Collected data
____________
use leptos::*;
use strum::IntoEnumIterator;

use crate::domain::market_data::TimeFrame;

#[component]
pub fn TimeframeSelector(timeframe: RwSignal<TimeFrame>) -> impl IntoView {
    view! {
        <div class="timeframe-selector">
            {TimeFrame::iter()
                .map(|tf| {
                    view! {
                        <button
                            class="timeframe-btn"
                            class:active=move || timeframe.get() == tf
                            on:click=move |_| timeframe.set(tf)
                        >
                            {tf.label().to_string()}
                        </button>
                    }
                })
                .collect_view()}
        </div>
    }
}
____________
→ **What to work on**
All of the entries above are to be printed again exactly.

→ **Exercise solution**
use leptos::*;
use strum::IntoEnumIterator;

use crate::domain::market_data::TimeFrame;

#[component]
pub fn TimeframeSelector(timeframe: RwSignal<TimeFrame>) -> impl IntoView {
    view! {
        <div class="timeframe-selector">
            {TimeFrame::iter()
                .map(|tf| {
                    view! {
                        <button
                            class="timeframe-btn"
                            class:active=move || timeframe.get() == tf
                            on:click=move |_| timeframe.set(tf)
                        >
                            {tf.label().to_string()}
                        </button>
                    }
                })
                .collect_view()}
        </div>
    }
}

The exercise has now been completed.